踵や肘、膝などが硬くて分厚い皮膚(角質層)に覆われてしまっている!

なんてことないでしょうか?今回は、どうしてそうなっているのか?って、話です。

基本的に、皮膚(角質層)は皮膚細胞が層状に並んで形成されています。

その層は、毎日1層ずつ作られ、徐々に上に上がってやがて剥離します。

その薄利した部分を「垢」と呼びます。
角質層を形成する層は30層くらいの厚さだと言われています

毎日、1層ずつできて、1層ずつ壊れる。これを、ご存知のように「肌周期」と呼びます。
健康な方の肌で、約1ヶ月で全部入れ替わることになります。

だたし、これは10代から20代のお話。50歳くらいになると、

肌周期は100日かかるようになるという話もあります。

新しい肌が生みだされる時間が長くなるのも原因ですが、

一番の原因は、「古い肌が垢として剥がれ落ちない」ことにあります。

今回のお話の肘、膝、踵の分厚い皮膚も同じです。

「古い肌が垢として剥がれ落ちない」のです。

つまり、通常は30枚程度の皮膚膜が50枚にも100枚にもなっているのです。

では、どうしてそんなことが起きるのでしょうか?

それを回答する前に、「どうやって、垢として剥離するか?」をご説明する必要があります。

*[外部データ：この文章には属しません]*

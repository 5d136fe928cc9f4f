//! # portfolio-engine
//!
//! Multi-currency portfolio history reconstruction and exposure aggregation.
//!
//! Only current prices and an append-only trade log are stored. From those
//! this engine answers what the portfolio was (plausibly) worth on each past
//! day, and how today's exposure is spread across asset classes, risk tiers
//! and debt.
//!
//! ## Architecture
//!
//! - **core** — Currencies and exchange rates, assets, transactions, portfolio snapshot
//! - **valuation** — Today's net worth and cost basis in the base currency
//! - **history** — Date bucketing, range resolution and backward reconstruction
//! - **aggregation** — Allocation, liabilities, balance sheet, risk tiers, rankings
//! - **simulation** — Random portfolio generation

pub mod aggregation;
pub mod core;
pub mod error;
pub mod history;
pub mod simulation;
pub mod valuation;

/// Convenience re-exports for common usage.
pub mod prelude {
    pub use crate::aggregation::{AggregateReport, AggregationConfig, PortfolioView};
    pub use crate::core::asset::{Asset, AssetClass, AssetId, RiskTier};
    pub use crate::core::currency::{CurrencyCode, ExchangeRates, FxError, RateQuote};
    pub use crate::core::portfolio::Portfolio;
    pub use crate::core::transaction::{Transaction, TransactionKind};
    pub use crate::error::Error;
    pub use crate::history::drift::{Drift, NoDrift, RandomDrift};
    pub use crate::history::range::TimeRange;
    pub use crate::history::reconstruct::{reconstruct, DailyPoint, HistoryConfig, HistoryReconstructor};
    pub use crate::history::summary::HistorySummary;
    pub use crate::valuation::snapshot::{build_snapshot, ValuationSnapshot};
}
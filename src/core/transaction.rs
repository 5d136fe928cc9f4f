use crate::core::asset::AssetId;
use crate::core::currency::CurrencyCode;
use crate::error::{Error, Result};
use chrono::{DateTime, NaiveDate, NaiveDateTime, TimeZone};
use rust_decimal::Decimal;
use serde::{Deserialize, Deserializer, Serialize};
use std::fmt;
use std::str::FromStr;
use uuid::Uuid;

/// Direction of a trade. Parsed case-insensitively.
#[derive(Debug, Clone, Copy, PartialEq, Eq, Hash, Serialize, Deserialize)]
#[serde(try_from = "String")]
pub enum TransactionKind {
    Buy,
    Sell,
}

impl fmt::Display for TransactionKind {
    fn fmt(&self, f: &mut fmt::Formatter<'_>) -> fmt::Result {
        match self {
            TransactionKind::Buy => f.write_str("Buy"),
            TransactionKind::Sell => f.write_str("Sell"),
        }
    }
}

impl FromStr for TransactionKind {
    type Err = Error;

    fn from_str(s: &str) -> std::result::Result<Self, Self::Err> {
        match s.trim().to_ascii_lowercase().as_str() {
            "buy" => Ok(TransactionKind::Buy),
            "sell" => Ok(TransactionKind::Sell),
            _ => Err(Error::UnknownTransactionKind(s.to_string())),
        }
    }
}

impl TryFrom<String> for TransactionKind {
    type Error = Error;

    fn try_from(s: String) -> std::result::Result<Self, Self::Error> {
        s.parse()
    }
}

/// Parse a trade date, dropping any time-of-day component.
///
/// Accepts `YYYY-MM-DD`, RFC 3339 timestamps and naive `YYYY-MM-DDTHH:MM:SS`
/// timestamps. An offset timestamp keeps the calendar day it was written in,
/// so `2024-03-01T23:30:00-05:00` is still March 1st.
///
/// ```
/// use portfolio_engine::core::transaction::parse_trade_date;
/// use chrono::NaiveDate;
///
/// let day = NaiveDate::from_ymd_opt(2024, 3, 1).unwrap();
/// assert_eq!(parse_trade_date("2024-03-01").unwrap(), day);
/// assert_eq!(parse_trade_date("2024-03-01T23:30:00-05:00").unwrap(), day);
/// ```
pub fn parse_trade_date(raw: &str) -> Result<NaiveDate> {
    let raw = raw.trim();
    if let Ok(date) = NaiveDate::parse_from_str(raw, "%Y-%m-%d") {
        return Ok(date);
    }
    if let Ok(ts) = DateTime::parse_from_rfc3339(raw) {
        return Ok(ts.date_naive());
    }
    if let Ok(ts) = NaiveDateTime::parse_from_str(raw, "%Y-%m-%dT%H:%M:%S%.f") {
        return Ok(ts.date());
    }
    Err(Error::InvalidDate(raw.to_string()))
}

fn deserialize_trade_date<'de, D: Deserializer<'de>>(
    deserializer: D,
) -> std::result::Result<NaiveDate, D::Error> {
    let raw = String::deserialize(deserializer)?;
    parse_trade_date(&raw).map_err(serde::de::Error::custom)
}

/// A Buy or Sell against one of the portfolio's assets.
///
/// `total` is fixed at creation: `quantity × price + fee` for a Buy,
/// `quantity × price − fee` for a Sell. Deserialized transactions keep the
/// stored total as-is.
///
/// # Examples
///
/// ```
/// use portfolio_engine::core::transaction::{Transaction, TransactionKind};
/// use chrono::NaiveDate;
/// use rust_decimal_macros::dec;
///
/// let date = NaiveDate::from_ymd_opt(2024, 3, 1).unwrap();
/// let buy = Transaction::new("aapl", TransactionKind::Buy, date, dec!(10), dec!(100), dec!(5));
/// assert_eq!(buy.total(), dec!(1005));
///
/// let sell = Transaction::new("aapl", TransactionKind::Sell, date, dec!(10), dec!(100), dec!(5));
/// assert_eq!(sell.total(), dec!(995));
/// ```
#[derive(Debug, Clone, PartialEq, Serialize, Deserialize)]
pub struct Transaction {
    #[serde(default = "Uuid::new_v4")]
    id: Uuid,
    asset_id: AssetId,
    kind: TransactionKind,
    #[serde(deserialize_with = "deserialize_trade_date")]
    date: NaiveDate,
    quantity: Decimal,
    price: Decimal,
    #[serde(default)]
    fee: Decimal,
    total: Decimal,
    /// Overrides the referenced asset's currency when set.
    #[serde(default, skip_serializing_if = "Option::is_none")]
    currency: Option<CurrencyCode>,
}

impl Transaction {
    /// Create a transaction and derive its total from the fee direction.
    pub fn new(
        asset_id: impl Into<String>,
        kind: TransactionKind,
        date: NaiveDate,
        quantity: Decimal,
        price: Decimal,
        fee: Decimal,
    ) -> Self {
        let gross = quantity * price;
        let total = match kind {
            TransactionKind::Buy => gross + fee,
            TransactionKind::Sell => gross - fee,
        };
        Self {
            id: Uuid::new_v4(),
            asset_id: AssetId::new(asset_id),
            kind,
            date,
            quantity,
            price,
            fee,
            total,
            currency: None,
        }
    }

    /// Create a transaction from a timestamp, keeping only its calendar day
    /// in the timestamp's own zone.
    pub fn at<Tz: TimeZone>(
        asset_id: impl Into<String>,
        kind: TransactionKind,
        timestamp: DateTime<Tz>,
        quantity: Decimal,
        price: Decimal,
        fee: Decimal,
    ) -> Self {
        Self::new(asset_id, kind, timestamp.date_naive(), quantity, price, fee)
    }

    /// Replace the derived total with a stored one.
    pub fn with_total(mut self, total: Decimal) -> Self {
        self.total = total;
        self
    }

    /// Denominate this transaction in `currency` instead of the asset's.
    pub fn with_currency(mut self, currency: CurrencyCode) -> Self {
        self.currency = Some(currency);
        self
    }

    // --- Accessors ---

    pub fn id(&self) -> Uuid {
        self.id
    }

    pub fn asset_id(&self) -> &AssetId {
        &self.asset_id
    }

    pub fn kind(&self) -> TransactionKind {
        self.kind
    }

    pub fn date(&self) -> NaiveDate {
        self.date
    }

    pub fn total(&self) -> Decimal {
        self.total
    }

    /// `quantity × price`, ignoring the fee.
    pub fn gross(&self) -> Decimal {
        self.quantity * self.price
    }

    pub fn currency(&self) -> Option<&CurrencyCode> {
        self.currency.as_ref()
    }
}

#[cfg(test)]
mod tests {
    use super::*;
    use chrono::{FixedOffset, Utc};
    use rust_decimal_macros::dec;

    fn day(y: i32, m: u32, d: u32) -> NaiveDate {
        NaiveDate::from_ymd_opt(y, m, d).unwrap()
    }

    #[test]
    fn test_kind_from_str() {
        assert_eq!("BUY".parse::<TransactionKind>().unwrap(), TransactionKind::Buy);
        assert_eq!(" sell".parse::<TransactionKind>().unwrap(), TransactionKind::Sell);
        assert!("transfer".parse::<TransactionKind>().is_err());
    }

    #[test]
    fn test_kind_deserializes_case_insensitively() {
        let tx: Transaction = serde_json::from_str(
            r#"{"asset_id":"a","kind":"BUY","date":"2024-03-01","quantity":"1","price":"10","total":"10"}"#,
        )
        .unwrap();
        assert_eq!(tx.kind(), TransactionKind::Buy);
        assert!(serde_json::from_str::<TransactionKind>(r#""transfer""#).is_err());
    }

    #[test]
    fn test_at_truncates_to_local_day() {
        let offset = FixedOffset::west_opt(5 * 3600).unwrap();
        let late_evening = offset.with_ymd_and_hms(2024, 3, 1, 23, 30, 0).unwrap();
        let tx = Transaction::at("a", TransactionKind::Buy, late_evening, dec!(1), dec!(1), dec!(0));
        assert_eq!(tx.date(), day(2024, 3, 1));

        let utc = Utc.with_ymd_and_hms(2024, 3, 1, 0, 0, 1).unwrap();
        let tx = Transaction::at("a", TransactionKind::Buy, utc, dec!(1), dec!(1), dec!(0));
        assert_eq!(tx.date(), day(2024, 3, 1));
    }

    #[test]
    fn test_with_total_is_trusted() {
        let tx = Transaction::new("a", TransactionKind::Buy, day(2024, 1, 2), dec!(2), dec!(50), dec!(1))
            .with_total(dec!(42));
        assert_eq!(tx.total(), dec!(42));
        assert_eq!(tx.gross(), dec!(100));
    }

    #[test]
    fn test_deserialize_datetime_date() {
        let tx: Transaction = serde_json::from_str(
            r#"{"asset_id":"a","kind":"Sell","date":"2024-03-01T18:45:00Z","quantity":"1","price":"10","total":"9.5","fee":"0.5"}"#,
        )
        .unwrap();
        assert_eq!(tx.date(), day(2024, 3, 1));
        assert_eq!(tx.total(), dec!(9.5));
        assert!(tx.currency().is_none());
    }

    #[test]
    fn test_invalid_date() {
        assert!(matches!(parse_trade_date("03/01/2024"), Err(Error::InvalidDate(_))));
    }
}
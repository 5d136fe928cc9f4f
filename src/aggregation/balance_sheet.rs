use crate::core::currency::CurrencyCode;
use crate::valuation::snapshot::{percent, AssetValuation};
use rust_decimal::Decimal;
use serde::{Deserialize, Serialize};
use std::fmt;

/// What is owned against what is owed, in the base currency.
#[derive(Debug, Clone, PartialEq, Serialize, Deserialize)]
pub struct BalanceSheet {
    pub base_currency: CurrencyCode,
    pub total_assets: Decimal,
    pub total_liabilities: Decimal,
    /// `total_liabilities / total_assets × 100`.
    ///
    /// 0 whenever `total_assets` is 0, including a portfolio that holds
    /// nothing but debt.
    pub debt_ratio: f64,
}

impl BalanceSheet {
    pub fn from_valuations(base_currency: CurrencyCode, valuations: &[AssetValuation]) -> Self {
        let (liabilities, assets): (Vec<&AssetValuation>, Vec<&AssetValuation>) =
            valuations.iter().partition(|v| v.class.is_liability());
        let total_assets: Decimal = assets.iter().map(|v| v.value).sum();
        let total_liabilities: Decimal = liabilities.iter().map(|v| v.value).sum();

        BalanceSheet {
            base_currency,
            total_assets,
            total_liabilities,
            debt_ratio: percent(total_liabilities, total_assets),
        }
    }

    pub fn net_worth(&self) -> Decimal {
        self.total_assets - self.total_liabilities
    }
}

impl fmt::Display for BalanceSheet {
    fn fmt(&self, f: &mut fmt::Formatter<'_>) -> fmt::Result {
        writeln!(f, "=== Balance Sheet ({}) ===", self.base_currency)?;
        writeln!(f, "Assets:      {}", self.total_assets.round_dp(2))?;
        writeln!(f, "Liabilities: {}", self.total_liabilities.round_dp(2))?;
        writeln!(f, "Net Worth:   {}", self.net_worth().round_dp(2))?;
        writeln!(f, "Debt Ratio:  {:.1}%", self.debt_ratio)
    }
}
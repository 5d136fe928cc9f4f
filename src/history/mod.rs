//! Daily net worth history rebuilt from today's snapshot and the trade log.

pub mod drift;
pub mod range;
pub mod reconstruct;
pub mod replay;
pub mod summary;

角質層は、表皮細胞の上に30層ほどなると先に説明しました。

つまり、角質層は、死んだ表皮細胞の層なのです。

この層と層の間には様々な物質があります。

有名なところでは、細胞間脂質としって

保湿や肌バリア機能を持つ成分が存在しています。


その他にも「デスモソーム」という酵素が存在するのです。

このデスモソームは、角質層を分解する酵素です。

デスモソームは、角質層の下の方もに存在します。

しかし、表面近くになってからしか働かない仕組みになっているのです。その理由はpHです。

角質層の一番下のpH7程度です(中性)。

それが、表面に近くなるに従ってpH4.5(弱酸性)になります。

このpH4.5が、デスモソームが働きやすいpHなのです。

角質層の間に存在するデスモソームは、

表面にまで押し上げられpH4.5で角質層の分解をはじめます。

結果、角質層は上がれ落ちて垢となります。

これが、健康な肌の話。

では、肘、膝、踵の分厚い皮膚ではどうなっているのでしょうか?

肘、膝、踵の分厚い皮膚では、やはり表面のpHは4.5程度です

。角質層の間にもデスモソームが存在します。

しかし、デスモソームは働かないのです。

結果、分解されずにどんどん角質層は厚くなります。

では、なぜ、デスモソームは働かないのか?


答えは、水分が少なすぎるからです。
酵素が働くには3つの条件が必要です。

「最適な温度」、「最適なpH」そして「水」です。

水不足になっている肘、膝、踵の分厚い皮膚では、デスモソームが働かないのです。

そこで、改善策として、化粧水が役にたつのです。

ただし、ヒアルロン酸などではなく、尿素が有効です。

同じ保湿でも、尿素が代謝改善の働きがあると言われるのは、

こういったとことで働くからです。

ヒアルロン酸は分子量が大きいので肌の中には入れません。

結果、肌(角質層)の表面に水を保持します。

一方、分量の小さい尿素は、肌(角質層)の内部に潜入して、

そこで水を抱えます。結果として、デスモソームが働きやすい環境を作ってくれるのです。